How to Calculate Your Mortgage Based on Your Income

Buying real estate with a mortgage is usually the most extensive personal investment most people make. To ensure that you can afford your dream home, it's important to understand how mortgage lenders calculate your income. In general terms, most prospective homeowners can finance a property whose mortgage is between two and two and a half times their annual gross income. The 28% rule is a popular way to determine how much you can pay for a mortgage.

To calculate this, multiply your monthly gross income by 28%. This ratio is the percentage of your annual gross income that can be spent on paying your mortgage each month. To determine your debt-to-income (DTI) ratio, your lender will total your monthly debts and divide that amount by the money you earn each month. Most mortgage programs require homeowners to have a DTI ratio of 40% or less, although you may be able to get a loan with up to 50% DTI under certain circumstances.
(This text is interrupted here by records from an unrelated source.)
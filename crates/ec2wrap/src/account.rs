//! AWS account identity

use crate::context::AwsContext;
use anyhow::{Context, Result};
use tracing::info;

/// Strongly-typed AWS account ID (12-digit string)
///
/// Snapshot listings and owned-image queries are pinned to this value.
#[derive(Debug, Clone, PartialEq, Eq, Hash, derive_more::Display, derive_more::Deref)]
pub struct AccountId(String);

impl AccountId {
    /// Wrap an account id obtained out of band (tests, cached config)
    pub fn new(id: impl Into<String>) -> Self {
        AccountId(id.into())
    }

    pub fn as_str(&self) -> &str {
        &self.0
    }
}

/// Fetch the current AWS account ID via STS GetCallerIdentity
///
/// This call needs no special permissions; it succeeds whenever the
/// credentials are valid.
pub async fn get_current_account_id(ctx: &AwsContext) -> Result<AccountId> {
    let identity = ctx
        .sts_client()
        .get_caller_identity()
        .send()
        .await
        .context("Failed to get AWS caller identity - check credentials")?;

    let account = identity
        .account()
        .context("No account ID returned from STS GetCallerIdentity")?;

    info!(account_id = %account, "AWS account resolved");

    Ok(AccountId(account.to_string()))
}

#[cfg(test)]
mod tests {
    use super::*;

    #[test]
    fn account_id_derefs_and_displays() {
        let id = AccountId::new("123456789012");
        assert_eq!(id.len(), 12);
        assert_eq!(id.to_string(), "123456789012");
        assert_eq!(id.as_str(), "123456789012");
    }
}
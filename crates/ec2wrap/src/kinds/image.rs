//! Machine images (AMIs)

use super::first_or_missing;
use crate::connector::Connector;
use crate::ec2::{DescribeRequest, Ec2Api};
use crate::error::Result;
use crate::options::CreateOptions;
use crate::resource::{Resource, ResourceKind};
use async_trait::async_trait;
use aws_sdk_ec2::types::{Image, ImageState};
use ec2wrap_common::options::DESCRIPTION;
use std::sync::Arc;
use tracing::debug;

/// Images are captured from an instance id seed
const INSTANCE_SEED_PREFIX: &str = "i-";

/// A machine image
pub type Ec2Image = Resource<ImageKind>;

#[derive(Debug, Clone, Copy, Default)]
pub struct ImageKind;

#[async_trait]
impl ResourceKind for ImageKind {
    type Snapshot = Image;

    const NAME: &'static str = "image";

    fn extract_id(snapshot: &Image) -> Option<String> {
        snapshot.image_id().map(str::to_string)
    }

    async fn parse_list(api: &dyn Ec2Api, request: DescribeRequest) -> anyhow::Result<Vec<Image>> {
        api.describe_images(request).await
    }

    async fn parse_one(api: &dyn Ec2Api, id: &str) -> Result<Image> {
        first_or_missing(id, api.describe_images(DescribeRequest::by_id(id)).await)
    }

    /// The description argument becomes the image name
    async fn build_create_request(
        resource: &mut Ec2Image,
        options: &CreateOptions,
        description: &str,
    ) -> Result<()> {
        let Some(instance_id) = resource
            .id()
            .filter(|id| id.starts_with(INSTANCE_SEED_PREFIX))
            .map(str::to_string)
        else {
            debug!(seed = ?resource.id(), "Not an instance id, nothing to capture");
            return Ok(());
        };

        let image_id = resource
            .api()
            .create_image(&instance_id, description, options.non_blank(DESCRIPTION))
            .await?;
        resource.set_id(image_id);
        Ok(())
    }

    async fn build_delete_request(resource: &Ec2Image) -> Result<()> {
        resource.api().deregister_image(resource.bound()?).await?;
        Ok(())
    }
}

impl Resource<ImageKind> {
    /// Images owned by the connector's account
    pub async fn owned(connector: &Arc<dyn Connector>) -> Result<Vec<Self>> {
        Self::new(connector.clone())
            .get_filtered("owner-id", [connector.account_id()])
            .await
    }

    /// Images that are not public
    pub async fn private(connector: &Arc<dyn Connector>) -> Result<Vec<Self>> {
        Self::new(connector.clone())
            .get_filtered("is-public", ["false"])
            .await
    }

    pub fn name(&self) -> Result<Option<&str>> {
        Ok(self.snapshot()?.name())
    }

    /// Current state, refreshed from EC2
    pub async fn state(&mut self) -> Result<Option<ImageState>> {
        self.refresh().await?;
        Ok(self.snapshot()?.state().cloned())
    }
}
//! Tracing setup for tests

use std::sync::Once;

static INIT: Once = Once::new();

/// Install a fmt subscriber that writes through the test harness.
///
/// Honors `RUST_LOG` and defaults to `debug` for the ec2wrap crates. Safe to
/// call from every test; only the first call has any effect.
pub fn init_test_tracing() {
    INIT.call_once(|| {
        let filter = tracing_subscriber::EnvFilter::try_from_default_env()
            .unwrap_or_else(|_| tracing_subscriber::EnvFilter::new("ec2wrap=debug"));

        // Another harness may already own the global subscriber
        let _ = tracing_subscriber::fmt()
            .with_env_filter(filter)
            .with_test_writer()
            .try_init();
    });
}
If you receive bonus income, your lender will look for a two-year history and average your annual bonus as a monthly figure to add to your mortgage application. Additionally, all mortgage applicants are eligible to use regular and ongoing disbursements to increase their mortgage income. To calculate the income of a self-employed borrower, mortgage lenders generally add up adjusted gross income as shown on federal tax returns for the past two years, and then add some claimed depreciation to that final figure. It's also important to consider how the mortgage insurance premiums required on all FHA loans will affect your payments.

That's why some financial experts find it more realistic to think in terms of your net income (also known as a net payment) and that you shouldn't use more than 25% of your net income toward your mortgage payment. In addition to your down payment, you'll have to pay a number of closing costs when you buy a home, including an appraisal, title insurance, a mortgage opening fee, real estate attorney's fees, and more. It means private mortgage insurance, which is a type of mortgage insurance that you might have to pay if you have a conventional loan. The best way to think about how much you can pay for a home is to consider what your maximum monthly mortgage may be. The housing affordability calculator will provide you with an appropriate price range based on your situation.

Many different factors influence the mortgage lender's decision on homebuyer affordability, but they come down to income, debt, assets, and liabilities.